# What you need to do
What lines of the data include the string "weight"? Copy them all.

# Dataset extract
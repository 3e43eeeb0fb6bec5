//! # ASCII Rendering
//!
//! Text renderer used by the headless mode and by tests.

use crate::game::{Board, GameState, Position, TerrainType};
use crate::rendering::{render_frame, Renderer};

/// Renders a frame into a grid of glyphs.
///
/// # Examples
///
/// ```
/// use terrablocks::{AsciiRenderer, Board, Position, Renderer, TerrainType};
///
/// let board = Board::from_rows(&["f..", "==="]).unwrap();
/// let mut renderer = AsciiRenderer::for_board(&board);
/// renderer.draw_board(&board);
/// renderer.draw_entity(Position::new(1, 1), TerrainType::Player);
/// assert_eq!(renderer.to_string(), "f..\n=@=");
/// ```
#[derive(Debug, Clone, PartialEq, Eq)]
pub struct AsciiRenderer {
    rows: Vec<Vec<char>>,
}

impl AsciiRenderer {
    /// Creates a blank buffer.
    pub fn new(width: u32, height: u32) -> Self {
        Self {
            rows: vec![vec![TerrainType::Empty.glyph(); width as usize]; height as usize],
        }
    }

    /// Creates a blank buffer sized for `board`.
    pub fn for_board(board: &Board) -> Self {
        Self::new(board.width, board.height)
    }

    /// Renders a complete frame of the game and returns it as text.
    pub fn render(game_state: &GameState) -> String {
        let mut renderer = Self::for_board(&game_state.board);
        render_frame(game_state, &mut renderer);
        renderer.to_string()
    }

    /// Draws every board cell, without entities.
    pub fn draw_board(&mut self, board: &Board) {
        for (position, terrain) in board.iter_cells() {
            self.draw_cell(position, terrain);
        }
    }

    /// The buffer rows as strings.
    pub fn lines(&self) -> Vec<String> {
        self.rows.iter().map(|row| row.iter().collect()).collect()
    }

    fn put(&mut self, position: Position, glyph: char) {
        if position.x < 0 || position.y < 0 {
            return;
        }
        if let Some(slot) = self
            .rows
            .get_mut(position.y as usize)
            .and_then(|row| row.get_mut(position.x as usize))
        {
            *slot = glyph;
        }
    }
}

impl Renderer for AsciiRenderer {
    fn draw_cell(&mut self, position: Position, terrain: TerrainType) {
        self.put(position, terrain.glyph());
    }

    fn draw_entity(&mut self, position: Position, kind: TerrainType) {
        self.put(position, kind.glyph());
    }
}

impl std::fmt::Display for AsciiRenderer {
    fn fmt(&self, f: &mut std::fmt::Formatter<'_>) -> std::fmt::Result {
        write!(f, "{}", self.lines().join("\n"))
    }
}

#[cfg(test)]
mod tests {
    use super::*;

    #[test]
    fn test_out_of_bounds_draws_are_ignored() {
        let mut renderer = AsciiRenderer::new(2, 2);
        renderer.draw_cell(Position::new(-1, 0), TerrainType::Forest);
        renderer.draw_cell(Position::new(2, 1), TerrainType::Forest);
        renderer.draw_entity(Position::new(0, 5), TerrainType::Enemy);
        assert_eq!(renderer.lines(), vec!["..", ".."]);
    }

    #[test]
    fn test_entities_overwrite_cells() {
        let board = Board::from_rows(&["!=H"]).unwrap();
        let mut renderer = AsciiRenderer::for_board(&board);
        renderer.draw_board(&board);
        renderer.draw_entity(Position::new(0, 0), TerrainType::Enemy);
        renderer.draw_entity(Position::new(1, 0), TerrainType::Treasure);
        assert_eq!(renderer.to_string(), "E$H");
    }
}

...

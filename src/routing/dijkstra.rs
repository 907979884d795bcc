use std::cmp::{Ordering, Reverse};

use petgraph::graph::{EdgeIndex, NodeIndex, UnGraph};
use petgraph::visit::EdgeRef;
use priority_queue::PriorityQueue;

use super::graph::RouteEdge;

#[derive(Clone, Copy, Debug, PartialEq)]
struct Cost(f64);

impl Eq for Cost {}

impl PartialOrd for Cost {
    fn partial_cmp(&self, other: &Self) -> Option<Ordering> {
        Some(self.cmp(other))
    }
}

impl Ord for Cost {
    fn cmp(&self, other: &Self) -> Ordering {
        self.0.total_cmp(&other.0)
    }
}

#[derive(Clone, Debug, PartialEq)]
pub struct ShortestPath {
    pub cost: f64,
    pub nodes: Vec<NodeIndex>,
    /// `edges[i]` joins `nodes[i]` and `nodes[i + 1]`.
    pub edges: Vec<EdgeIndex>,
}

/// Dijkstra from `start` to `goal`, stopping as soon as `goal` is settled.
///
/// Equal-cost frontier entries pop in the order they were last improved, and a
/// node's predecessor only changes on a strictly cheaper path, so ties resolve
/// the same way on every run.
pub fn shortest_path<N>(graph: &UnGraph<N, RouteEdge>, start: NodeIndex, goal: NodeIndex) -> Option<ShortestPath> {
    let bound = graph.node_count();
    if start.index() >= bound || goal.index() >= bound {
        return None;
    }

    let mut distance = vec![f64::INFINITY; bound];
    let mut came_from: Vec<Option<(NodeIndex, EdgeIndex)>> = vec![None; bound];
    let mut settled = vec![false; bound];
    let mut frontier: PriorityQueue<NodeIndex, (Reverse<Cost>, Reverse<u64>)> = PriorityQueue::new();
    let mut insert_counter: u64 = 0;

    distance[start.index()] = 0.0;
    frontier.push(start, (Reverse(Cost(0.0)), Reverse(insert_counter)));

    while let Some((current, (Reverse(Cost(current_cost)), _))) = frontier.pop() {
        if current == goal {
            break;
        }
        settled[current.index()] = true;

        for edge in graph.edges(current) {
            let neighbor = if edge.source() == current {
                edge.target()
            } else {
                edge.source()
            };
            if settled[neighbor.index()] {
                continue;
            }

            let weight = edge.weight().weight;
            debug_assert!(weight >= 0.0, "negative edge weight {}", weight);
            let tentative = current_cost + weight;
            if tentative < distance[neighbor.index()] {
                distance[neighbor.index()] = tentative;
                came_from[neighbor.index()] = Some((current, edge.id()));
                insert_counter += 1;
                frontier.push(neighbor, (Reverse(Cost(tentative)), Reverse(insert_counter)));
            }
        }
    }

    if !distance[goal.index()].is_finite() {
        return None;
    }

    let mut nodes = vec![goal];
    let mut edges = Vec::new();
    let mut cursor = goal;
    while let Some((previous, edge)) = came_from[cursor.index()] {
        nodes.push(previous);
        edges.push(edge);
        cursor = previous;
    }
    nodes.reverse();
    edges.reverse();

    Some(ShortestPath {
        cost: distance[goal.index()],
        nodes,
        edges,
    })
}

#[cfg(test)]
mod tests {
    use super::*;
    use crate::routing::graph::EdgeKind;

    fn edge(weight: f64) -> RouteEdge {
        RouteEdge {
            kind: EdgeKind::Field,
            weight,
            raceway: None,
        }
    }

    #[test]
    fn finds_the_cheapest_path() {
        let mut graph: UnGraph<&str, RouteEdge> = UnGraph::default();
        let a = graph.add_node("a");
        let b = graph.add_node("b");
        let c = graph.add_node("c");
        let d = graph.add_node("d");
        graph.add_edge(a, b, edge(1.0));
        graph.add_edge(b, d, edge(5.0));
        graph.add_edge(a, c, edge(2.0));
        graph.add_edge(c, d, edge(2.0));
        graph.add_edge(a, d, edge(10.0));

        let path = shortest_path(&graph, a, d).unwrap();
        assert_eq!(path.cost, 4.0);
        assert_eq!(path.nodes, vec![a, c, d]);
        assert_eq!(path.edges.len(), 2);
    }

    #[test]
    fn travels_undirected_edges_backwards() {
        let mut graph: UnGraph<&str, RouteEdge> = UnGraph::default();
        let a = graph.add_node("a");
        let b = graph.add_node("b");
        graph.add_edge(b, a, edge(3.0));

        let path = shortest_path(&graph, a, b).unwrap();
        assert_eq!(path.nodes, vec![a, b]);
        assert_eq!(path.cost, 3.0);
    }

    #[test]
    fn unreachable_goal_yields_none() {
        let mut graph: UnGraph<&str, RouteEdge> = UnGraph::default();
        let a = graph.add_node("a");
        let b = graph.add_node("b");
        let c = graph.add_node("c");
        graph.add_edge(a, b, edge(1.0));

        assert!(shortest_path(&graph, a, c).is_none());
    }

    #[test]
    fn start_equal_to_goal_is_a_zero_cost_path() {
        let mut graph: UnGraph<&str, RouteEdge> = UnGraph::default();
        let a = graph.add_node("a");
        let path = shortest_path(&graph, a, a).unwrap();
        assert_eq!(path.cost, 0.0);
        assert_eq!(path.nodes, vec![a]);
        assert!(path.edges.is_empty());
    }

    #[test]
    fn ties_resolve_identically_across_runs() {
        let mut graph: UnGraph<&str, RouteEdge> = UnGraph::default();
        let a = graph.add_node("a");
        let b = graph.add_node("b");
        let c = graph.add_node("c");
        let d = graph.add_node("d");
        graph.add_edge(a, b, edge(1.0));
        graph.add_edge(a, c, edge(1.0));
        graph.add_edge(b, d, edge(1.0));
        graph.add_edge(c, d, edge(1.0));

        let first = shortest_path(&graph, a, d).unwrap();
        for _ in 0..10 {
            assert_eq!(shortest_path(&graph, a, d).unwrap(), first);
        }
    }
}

# Answer for this exercise
            let weight = edge.weight().weight;
            debug_assert!(weight >= 0.0, "negative edge weight {}", weight);
            let tentative = current_cost + weight;
    fn edge(weight: f64) -> RouteEdge {
            weight,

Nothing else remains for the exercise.